Methods: A case series with chart review of children between 2017 and 2020 who underwent repair of a TCF after tracheostomy decannulation.
Results: Thirty-six children were included for review. Mean age was 5.9 years (95% CI: 4.5-7.3), 58.3% were male, and 50% had chronic lung disease. Surgery occurred 13.3 months (95% CI: 11.9-14.8) after decannulation, with 80.6% by primary closure and 19.4% by secondary intention. There was one unsuccessful closure and two patients (5.6%) presented with a postoperative complication.
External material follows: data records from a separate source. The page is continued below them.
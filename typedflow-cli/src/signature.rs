//! Signature resolution
//!
//! Turns each record's `func` expression into the function the generated
//! code starts, plus the input and result type names read off its signature.

use crate::error::{GenerateError, Result};
use crate::naming::to_snake_case;
use crate::records::RawRecord;
use crate::source::SourceFile;
use quote::{format_ident, quote};
use syn::{
    Expr, ExprClosure, FnArg, GenericArgument, Item, ItemFn, Pat, PathArguments, ReturnType,
    Signature, Type,
};

/// How a record refers to its workflow function
#[derive(Debug, Clone)]
pub enum FuncReference {
    /// A top-level `fn` of the same file
    Named(String),
    /// A closure, lifted into the generated file under `ident`
    Inline { ident: String, lifted: String },
}

impl FuncReference {
    /// Identifier the client registers and starts the workflow under
    pub fn ident(&self) -> &str {
        match self {
            FuncReference::Named(ident) => ident,
            FuncReference::Inline { ident, .. } => ident,
        }
    }

    /// Source of the lifted `pub async fn` for inline closures
    pub fn lifted_fn(&self) -> Option<String> {
        match self {
            FuncReference::Named(_) => None,
            FuncReference::Inline { lifted, .. } => Some(lifted.clone()),
        }
    }
}

/// A fully resolved registry record
#[derive(Debug, Clone)]
pub struct WorkflowRecord {
    /// Name literal as written, quotes included
    pub name: String,
    pub func: FuncReference,
    pub input_type: String,
    pub result_type: String,
    pub line: usize,
}

/// Resolve every extracted record against the file's top-level functions
///
/// Records whose `func` is neither a path nor a closure are dropped.
pub fn resolve_records(source: &SourceFile, records: &[RawRecord<'_>]) -> Result<Vec<WorkflowRecord>> {
    let functions: Vec<&ItemFn> = source
        .syntax
        .items
        .iter()
        .filter_map(|item| match item {
            Item::Fn(item_fn) => Some(item_fn),
            _ => None,
        })
        .collect();

    let mut resolved = Vec::with_capacity(records.len());
    for record in records {
        match resolve_record(source, &functions, record)? {
            Some(workflow) => {
                tracing::debug!(
                    name = %record.display_name(),
                    function = workflow.func.ident(),
                    input = %workflow.input_type,
                    result = %workflow.result_type,
                    "resolved workflow"
                );
                resolved.push(workflow);
            }
            None => tracing::warn!(
                name = %record.display_name(),
                line = record.line,
                "`func` is neither a function name nor a closure, skipping"
            ),
        }
    }

    Ok(resolved)
}

fn resolve_record(
    source: &SourceFile,
    functions: &[&ItemFn],
    record: &RawRecord<'_>,
) -> Result<Option<WorkflowRecord>> {
    match peel(record.func) {
        Expr::Path(path) => {
            let function = path_to_string(&path.path);
            let is_plain = path.qself.is_none()
                && path.path.leading_colon.is_none()
                && path.path.segments.len() == 1
                && matches!(path.path.segments[0].arguments, PathArguments::None);

            let item_fn = functions
                .iter()
                .find(|f| is_plain && f.sig.ident == function)
                .ok_or_else(|| GenerateError::UnresolvedFunction {
                    workflow: record.name.clone(),
                    function: function.clone(),
                    line: record.line,
                })?;

            let line = item_fn.sig.ident.span().start().line;
            let (input_type, result_type) = read_signature(&item_fn.sig)
                .map_err(|reason| shape_error(&function, line, reason))?;

            Ok(Some(WorkflowRecord {
                name: record.name.clone(),
                func: FuncReference::Named(function),
                input_type,
                result_type,
                line: record.line,
            }))
        }
        Expr::Closure(closure) => {
            let ident = format!("{}_inline_workflow", to_snake_case(&record.name));
            if functions.iter().any(|f| f.sig.ident == ident) {
                return Err(GenerateError::InvalidRecord {
                    line: record.line,
                    reason: format!(
                        "the closure of {} is lifted as `{}`, which is already declared in this file",
                        record.name, ident
                    ),
                });
            }

            let (input_type, result_type) = read_closure(closure)
                .map_err(|reason| shape_error(&ident, record.line, reason))?;

            let lifted = lift_closure(source, &ident, closure);
            Ok(Some(WorkflowRecord {
                name: record.name.clone(),
                func: FuncReference::Inline { ident, lifted },
                input_type,
                result_type,
                line: record.line,
            }))
        }
        _ => Ok(None),
    }
}

fn shape_error(function: &str, line: usize, reason: String) -> GenerateError {
    GenerateError::SignatureShape {
        function: function.to_string(),
        line,
        reason,
    }
}

/// Strip `&`, `&mut`, parentheses and invisible groups
fn peel(expr: &Expr) -> &Expr {
    match expr {
        Expr::Reference(reference) => peel(&reference.expr),
        Expr::Paren(paren) => peel(&paren.expr),
        Expr::Group(group) => peel(&group.expr),
        other => other,
    }
}

fn read_signature(sig: &Signature) -> std::result::Result<(String, String), String> {
    if !sig.generics.params.is_empty() {
        return Err("generic workflow functions are not supported".to_string());
    }

    if sig.inputs.iter().any(|arg| matches!(arg, FnArg::Receiver(_))) {
        return Err("methods cannot be workflow functions".to_string());
    }

    if sig.inputs.len() != 2 {
        return Err(format!(
            "expected 2 parameters (context, input), found {}",
            sig.inputs.len()
        ));
    }

    let input = match &sig.inputs[1] {
        FnArg::Typed(pat_type) => &*pat_type.ty,
        FnArg::Receiver(_) => return Err("methods cannot be workflow functions".to_string()),
    };

    let input_type = simple_type_name(input).map_err(|shape| format!("input parameter is a {}", shape))?;
    let result_type = result_ok_type(&sig.output)?;
    Ok((input_type, result_type))
}

fn read_closure(closure: &ExprClosure) -> std::result::Result<(String, String), String> {
    if closure.inputs.len() != 2 {
        return Err(format!(
            "expected 2 parameters (context, input), found {}",
            closure.inputs.len()
        ));
    }

    let mut types = Vec::with_capacity(2);
    for input in &closure.inputs {
        match input {
            Pat::Type(pat_type) => types.push(&*pat_type.ty),
            _ => return Err("closure parameters must have type annotations".to_string()),
        }
    }

    if matches!(closure.output, ReturnType::Default) {
        return Err("closure must declare its `Result<T, E>` return type".to_string());
    }

    let input_type = simple_type_name(types[1]).map_err(|shape| format!("input parameter is a {}", shape))?;
    let result_type = result_ok_type(&closure.output)?;
    Ok((input_type, result_type))
}

/// `T` of a `Result<T, E>` return type
fn result_ok_type(output: &ReturnType) -> std::result::Result<String, String> {
    let ty = match output {
        ReturnType::Default => return Err("missing return type, expected `Result<T, E>`".to_string()),
        ReturnType::Type(_, ty) => &**ty,
    };

    let segment = match ty {
        Type::Path(path) if path.qself.is_none() => path.path.segments.last(),
        _ => None,
    }
    .filter(|segment| segment.ident == "Result")
    .ok_or_else(|| format!("return type `{}` is not `Result<T, E>`", type_to_string(ty)))?;

    let args: Vec<&Type> = match &segment.arguments {
        PathArguments::AngleBracketed(args) => args
            .args
            .iter()
            .filter_map(|arg| match arg {
                GenericArgument::Type(ty) => Some(ty),
                _ => None,
            })
            .collect(),
        _ => Vec::new(),
    };

    if args.len() != 2 {
        return Err(format!(
            "return type `{}` must spell out both `Result` arguments, found {}",
            type_to_string(ty),
            args.len()
        ));
    }

    simple_type_name(args[0]).map_err(|shape| format!("result type is a {}", shape))
}

/// Name of a simple named type, or a description of why it is not one
fn simple_type_name(ty: &Type) -> std::result::Result<String, String> {
    let rendered = type_to_string(ty);
    match ty {
        Type::Paren(paren) => simple_type_name(&paren.elem),
        Type::Group(group) => simple_type_name(&group.elem),
        Type::Path(path) if path.qself.is_some() => Err(format!("qualified path `{}`", rendered)),
        Type::Path(path) => {
            if path.path.leading_colon.is_some() || path.path.segments.len() != 1 {
                return Err(format!("qualified path `{}`", rendered));
            }
            let segment = &path.path.segments[0];
            if !matches!(segment.arguments, PathArguments::None) {
                return Err(format!("generic type `{}`", rendered));
            }
            Ok(segment.ident.to_string())
        }
        Type::Reference(_) => Err(format!("reference `{}`", rendered)),
        Type::Tuple(_) => Err(format!("tuple `{}`", rendered)),
        Type::Slice(_) | Type::Array(_) => Err(format!("slice or array `{}`", rendered)),
        _ => Err(format!("unsupported type `{}`", rendered)),
    }
}

/// Rebuild a closure as `pub async fn`, keeping its source formatting
///
/// Falls back to token text when a piece cannot be located in the source.
fn lift_closure(source: &SourceFile, ident: &str, closure: &ExprClosure) -> String {
    let params = source.snippet(&closure.inputs).map(|text| {
        text.split_whitespace()
            .collect::<Vec<_>>()
            .join(" ")
            .trim_end_matches(',')
            .to_string()
    });
    let output = source
        .snippet(&closure.output)
        .map(|text| text.split_whitespace().collect::<Vec<_>>().join(" "));
    let body = match &*closure.body {
        Expr::Block(block) => source.snippet(block).map(dedent),
        _ => None,
    };

    match (params, output, body) {
        (Some(params), Some(output), Some(body)) => {
            format!("pub async fn {}({}) {} {}", ident, params, output, body)
        }
        _ => lift_closure_tokens(ident, closure),
    }
}

fn lift_closure_tokens(ident: &str, closure: &ExprClosure) -> String {
    let ident = format_ident!("{}", ident);
    let params = closure.inputs.iter();
    let output = &closure.output;
    let body = match &*closure.body {
        Expr::Block(block) => quote!(#block),
        other => quote!({ #other }),
    };

    quote! {
        pub async fn #ident(#(#params),*) #output #body
    }
    .to_string()
}

/// Shift a block left so its closing brace lands in column 0
fn dedent(block: &str) -> String {
    let indent = block
        .lines()
        .last()
        .map(|line| line.len() - line.trim_start_matches([' ', '\t']).len())
        .unwrap_or(0);

    block
        .lines()
        .enumerate()
        .map(|(index, line)| {
            if index == 0 {
                return line;
            }
            let leading = line.len() - line.trim_start_matches([' ', '\t']).len();
            &line[leading.min(indent)..]
        })
        .collect::<Vec<_>>()
        .join("\n")
}

fn path_to_string(path: &syn::Path) -> String {
    let joined = path
        .segments
        .iter()
        .map(|s| s.ident.to_string())
        .collect::<Vec<_>>()
        .join("::");
    if path.leading_colon.is_some() {
        format!("::{}", joined)
    } else {
        joined
    }
}

/// Render a type the way it is usually written
fn type_to_string(ty: &Type) -> String {
    quote!(#ty)
        .to_string()
        .replace(" :: ", "::")
        .replace(":: ", "::")
        .replace(" < ", "<")
        .replace("< ", "<")
        .replace(" <", "<")
        .replace(" >", ">")
        .replace(" ,", ",")
        .replace("& ", "&")
}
An MLB was performed in 97.2% of children, where 22.9% identified supraglottic pathology, 11.4% had grade 2 subglottic stenosis, and 11.4% had difficult exposure of the larynx. Further, one child had a non-obstructing subglottic cyst, one had a supraglottoplasty for redundant arytenoid mucosa, and two children had suprastomal granulomas requiring removal. A PSG was obtained in 36.1%, with a mean Apnea-Hypopnea Index of 2.4 events/hour (95% CI: 0.9-3.9), nadir Oxygen saturation of 90.5% (95% CI: 87.9-93.0), and peak end-tidal CO2 of 46.1 mmHg (95% CI: 43.7-48.5).
Conclusion: The selection of candidates for pediatric TCF closure requires careful evaluation of the airway. Surgeons should be familiar with the potential findings on MLB and PSG prior to closure.
Keywords: Bronchoscopy; Polysomnography; Tracheocutaneous fistula; Tracheostomy decannulation.